## Task data
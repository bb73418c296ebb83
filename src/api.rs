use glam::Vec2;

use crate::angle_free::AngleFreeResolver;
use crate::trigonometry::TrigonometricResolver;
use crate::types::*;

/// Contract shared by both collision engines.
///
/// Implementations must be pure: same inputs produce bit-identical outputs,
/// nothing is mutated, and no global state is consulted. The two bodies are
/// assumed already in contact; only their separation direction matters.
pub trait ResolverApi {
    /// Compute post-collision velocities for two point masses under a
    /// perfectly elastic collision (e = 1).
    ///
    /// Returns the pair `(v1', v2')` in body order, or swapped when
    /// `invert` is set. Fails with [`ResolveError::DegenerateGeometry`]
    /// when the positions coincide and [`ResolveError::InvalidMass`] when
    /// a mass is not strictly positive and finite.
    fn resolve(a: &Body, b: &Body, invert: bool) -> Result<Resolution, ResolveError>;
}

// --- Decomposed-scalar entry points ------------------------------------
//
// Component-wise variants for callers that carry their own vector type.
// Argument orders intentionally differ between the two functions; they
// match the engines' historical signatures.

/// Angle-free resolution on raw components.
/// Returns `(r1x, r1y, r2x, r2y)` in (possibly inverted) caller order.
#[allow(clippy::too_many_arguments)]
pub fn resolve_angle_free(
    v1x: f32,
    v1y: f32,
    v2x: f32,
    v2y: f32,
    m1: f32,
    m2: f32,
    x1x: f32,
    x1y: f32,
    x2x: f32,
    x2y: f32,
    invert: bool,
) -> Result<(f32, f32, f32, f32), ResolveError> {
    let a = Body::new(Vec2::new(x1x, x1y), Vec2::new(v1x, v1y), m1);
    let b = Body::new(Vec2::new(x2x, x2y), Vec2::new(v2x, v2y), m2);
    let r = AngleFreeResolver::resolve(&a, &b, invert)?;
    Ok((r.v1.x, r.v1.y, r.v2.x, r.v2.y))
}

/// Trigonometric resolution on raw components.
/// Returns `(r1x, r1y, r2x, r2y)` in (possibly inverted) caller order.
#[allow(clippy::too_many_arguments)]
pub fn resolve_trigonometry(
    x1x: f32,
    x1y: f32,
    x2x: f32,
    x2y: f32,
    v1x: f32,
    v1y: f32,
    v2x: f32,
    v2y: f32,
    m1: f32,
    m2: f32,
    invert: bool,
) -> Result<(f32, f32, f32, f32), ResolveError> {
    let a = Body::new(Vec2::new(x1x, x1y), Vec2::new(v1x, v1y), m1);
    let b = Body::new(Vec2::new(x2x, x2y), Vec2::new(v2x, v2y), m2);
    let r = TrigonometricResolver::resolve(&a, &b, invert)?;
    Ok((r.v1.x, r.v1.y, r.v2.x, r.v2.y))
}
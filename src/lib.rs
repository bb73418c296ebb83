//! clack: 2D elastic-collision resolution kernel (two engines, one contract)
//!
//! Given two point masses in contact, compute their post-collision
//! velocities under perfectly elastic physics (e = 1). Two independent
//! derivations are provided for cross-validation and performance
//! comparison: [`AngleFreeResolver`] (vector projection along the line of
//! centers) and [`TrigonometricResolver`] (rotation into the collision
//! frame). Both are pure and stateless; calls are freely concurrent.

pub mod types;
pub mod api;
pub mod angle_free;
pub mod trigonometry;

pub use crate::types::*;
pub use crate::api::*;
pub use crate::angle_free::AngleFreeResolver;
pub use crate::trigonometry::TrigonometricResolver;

* * *

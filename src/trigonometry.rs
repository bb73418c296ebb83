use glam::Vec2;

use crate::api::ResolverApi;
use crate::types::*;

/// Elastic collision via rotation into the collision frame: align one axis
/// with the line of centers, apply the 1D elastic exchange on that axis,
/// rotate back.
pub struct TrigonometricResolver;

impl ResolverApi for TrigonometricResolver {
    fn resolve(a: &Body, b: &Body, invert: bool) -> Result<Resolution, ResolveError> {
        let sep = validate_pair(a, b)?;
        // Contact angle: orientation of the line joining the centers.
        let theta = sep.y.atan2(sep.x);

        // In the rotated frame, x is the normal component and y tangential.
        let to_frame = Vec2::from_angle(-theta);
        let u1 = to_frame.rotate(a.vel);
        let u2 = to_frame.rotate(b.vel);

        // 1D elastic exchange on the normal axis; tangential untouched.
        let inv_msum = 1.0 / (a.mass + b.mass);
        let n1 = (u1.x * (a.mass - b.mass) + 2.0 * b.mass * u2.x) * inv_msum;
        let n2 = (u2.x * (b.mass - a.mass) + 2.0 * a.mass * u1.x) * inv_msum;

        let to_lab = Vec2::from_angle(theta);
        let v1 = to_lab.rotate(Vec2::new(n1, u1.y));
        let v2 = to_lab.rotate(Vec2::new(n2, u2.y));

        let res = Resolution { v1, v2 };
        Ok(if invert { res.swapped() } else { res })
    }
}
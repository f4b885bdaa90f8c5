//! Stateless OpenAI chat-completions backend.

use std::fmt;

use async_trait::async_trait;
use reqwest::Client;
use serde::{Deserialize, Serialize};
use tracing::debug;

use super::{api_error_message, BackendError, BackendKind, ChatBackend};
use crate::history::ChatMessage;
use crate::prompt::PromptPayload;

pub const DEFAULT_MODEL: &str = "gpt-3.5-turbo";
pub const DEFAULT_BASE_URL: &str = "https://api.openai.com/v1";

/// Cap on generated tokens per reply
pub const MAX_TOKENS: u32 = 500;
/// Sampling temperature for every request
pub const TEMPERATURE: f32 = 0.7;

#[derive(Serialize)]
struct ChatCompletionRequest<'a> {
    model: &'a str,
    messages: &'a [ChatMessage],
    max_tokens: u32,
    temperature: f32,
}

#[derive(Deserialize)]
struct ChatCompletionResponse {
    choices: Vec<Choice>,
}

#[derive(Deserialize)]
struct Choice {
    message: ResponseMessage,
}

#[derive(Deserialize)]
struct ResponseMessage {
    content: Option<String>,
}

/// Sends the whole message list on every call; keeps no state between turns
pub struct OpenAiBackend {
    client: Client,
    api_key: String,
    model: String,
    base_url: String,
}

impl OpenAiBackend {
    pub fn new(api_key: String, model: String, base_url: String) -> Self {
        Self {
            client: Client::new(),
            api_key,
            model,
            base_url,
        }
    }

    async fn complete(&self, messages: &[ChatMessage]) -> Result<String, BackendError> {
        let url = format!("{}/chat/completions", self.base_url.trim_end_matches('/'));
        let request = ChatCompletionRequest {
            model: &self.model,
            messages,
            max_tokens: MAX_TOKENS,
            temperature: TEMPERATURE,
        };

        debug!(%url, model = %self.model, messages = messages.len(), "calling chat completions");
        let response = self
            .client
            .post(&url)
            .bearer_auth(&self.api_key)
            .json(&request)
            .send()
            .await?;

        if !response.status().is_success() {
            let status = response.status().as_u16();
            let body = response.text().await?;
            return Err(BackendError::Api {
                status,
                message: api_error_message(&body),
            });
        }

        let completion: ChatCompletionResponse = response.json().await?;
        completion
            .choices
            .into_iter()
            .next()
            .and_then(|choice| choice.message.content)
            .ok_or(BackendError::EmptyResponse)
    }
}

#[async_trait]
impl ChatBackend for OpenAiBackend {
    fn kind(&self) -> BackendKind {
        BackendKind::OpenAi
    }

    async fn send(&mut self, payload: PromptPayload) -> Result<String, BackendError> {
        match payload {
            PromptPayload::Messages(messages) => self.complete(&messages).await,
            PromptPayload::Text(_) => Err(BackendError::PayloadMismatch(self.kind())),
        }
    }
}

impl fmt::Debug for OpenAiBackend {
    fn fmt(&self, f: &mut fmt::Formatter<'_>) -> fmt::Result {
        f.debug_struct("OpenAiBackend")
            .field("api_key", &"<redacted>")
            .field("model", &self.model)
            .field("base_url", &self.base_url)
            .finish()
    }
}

## Assigned task
Output exactly the lines of the material above from the one containing "let n2 = (u2.x" up to and including the one containing "use std::fmt;".

## Solution to the exercise
        let n2 = (u2.x * (b.mass - a.mass) + 2.0 * a.mass * u1.x) * inv_msum;

        let to_lab = Vec2::from_angle(theta);
        let v1 = to_lab.rotate(Vec2::new(n1, u1.y));
        let v2 = to_lab.rotate(Vec2::new(n2, u2.y));

        let res = Resolution { v1, v2 };
        Ok(if invert { res.swapped() } else { res })
    }
}
repository f4b885bdaa90f8c5
//! Stateless OpenAI chat-completions backend.

use std::fmt;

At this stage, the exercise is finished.